EXERCISE => Retype the whole listing that follows so that it matches the original exactly.

-- Opening Marker --

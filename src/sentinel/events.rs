//! Sentinel pub/sub events

use crate::common::utils::tokenize;
use crate::common::{Error, Result};
use crate::coordination::Address;
use std::pin::Pin;
use tokio_stream::Stream;

pub const ELECTED_LEADER: &str = "elected-leader";
pub const SWITCH_MASTER: &str = "switch-master";

/// A message as received from the subscription.
#[derive(Debug, Clone, PartialEq, Eq)]
pub struct RawEvent {
    pub channel: String,
    pub payload: String,
}

impl RawEvent {
    pub fn new(channel: impl Into<String>, payload: impl Into<String>) -> Self {
        Self {
            channel: channel.into(),
            payload: payload.into(),
        }
    }
}

/// Endless stream of raw events; ends only when the connection closes.
pub type EventStream = Pin<Box<dyn Stream<Item = RawEvent> + Send>>;

#[derive(Debug, Clone, PartialEq, Eq)]
pub enum SentinelEvent {
    /// This sentinel was elected to run the failover of `group`.
    ElectedLeader { group: String },
    /// `group` now has `new` as master.
    SwitchMaster {
        group: String,
        old: Address,
        new: Address,
    },
    /// Any channel we do not act on.
    Other,
}

/// Decode a raw event. Sentinel prefixes channels with `+`.
pub fn decode_event(raw: &RawEvent) -> Result<SentinelEvent> {
    let channel = raw.channel.strip_prefix('+').unwrap_or(&raw.channel);
    let tokens = tokenize(&raw.payload);

    match channel {
        ELECTED_LEADER => {
            if tokens.len() < 2 {
                return Err(Error::malformed(
                    &raw.channel,
                    format!("expected at least 2 tokens, got {}", tokens.len()),
                ));
            }
            Ok(SentinelEvent::ElectedLeader {
                group: tokens[1].to_string(),
            })
        }
        SWITCH_MASTER => {
            if tokens.len() < 5 {
                return Err(Error::malformed(
                    &raw.channel,
                    format!("expected 5 tokens, got {}", tokens.len()),
                ));
            }
            Ok(SentinelEvent::SwitchMaster {
                group: tokens[0].to_string(),
                old: Address::new(tokens[1], tokens[2]),
                new: Address::new(tokens[3], tokens[4]),
            })
        }
        _ => Ok(SentinelEvent::Other),
    }
}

-- Closing Marker --

THE COMPLETED TASK =>
filename src/sentinel/events.rs
//! Sentinel pub/sub events

use crate::common::utils::tokenize;
use crate::common::{Error, Result};
use crate::coordination::Address;
use std::pin::Pin;
use tokio_stream::Stream;

pub const ELECTED_LEADER: &str = "elected-leader";
pub const SWITCH_MASTER: &str = "switch-master";

/// A message as received from the subscription.
#[derive(Debug, Clone, PartialEq, Eq)]
pub struct RawEvent {
    pub channel: String,
    pub payload: String,
}

impl RawEvent {
    pub fn new(channel: impl Into<String>, payload: impl Into<String>) -> Self {
        Self {
            channel: channel.into(),
            payload: payload.into(),
        }
    }
}

/// Endless stream of raw events; ends only when the connection closes.
pub type EventStream = Pin<Box<dyn Stream<Item = RawEvent> + Send>>;

#[derive(Debug, Clone, PartialEq, Eq)]
pub enum SentinelEvent {
    /// This sentinel was elected to run the failover of `group`.
    ElectedLeader { group: String },
    /// `group` now has `new` as master.
    SwitchMaster {
        group: String,
        old: Address,
        new: Address,
    },
    /// Any channel we do not act on.
    Other,
}

/// Decode a raw event. Sentinel prefixes channels with `+`.
pub fn decode_event(raw: &RawEvent) -> Result<SentinelEvent> {
    let channel = raw.channel.strip_prefix('+').unwrap_or(&raw.channel);
    let tokens = tokenize(&raw.payload);

    match channel {
        ELECTED_LEADER => {
            if tokens.len() < 2 {
                return Err(Error::malformed(
                    &raw.channel,
                    format!("expected at least 2 tokens, got {}", tokens.len()),
                ));
            }
            Ok(SentinelEvent::ElectedLeader {
                group: tokens[1].to_string(),
            })
        }
        SWITCH_MASTER => {
            if tokens.len() < 5 {
                return Err(Error::malformed(
                    &raw.channel,
                    format!("expected 5 tokens, got {}", tokens.len()),
                ));
            }
            Ok(SentinelEvent::SwitchMaster {
                group: tokens[0].to_string(),
                old: Address::new(tokens[1], tokens[2]),
                new: Address::new(tokens[3], tokens[4]),
            })
        }
        _ => Ok(SentinelEvent::Other),
    }
}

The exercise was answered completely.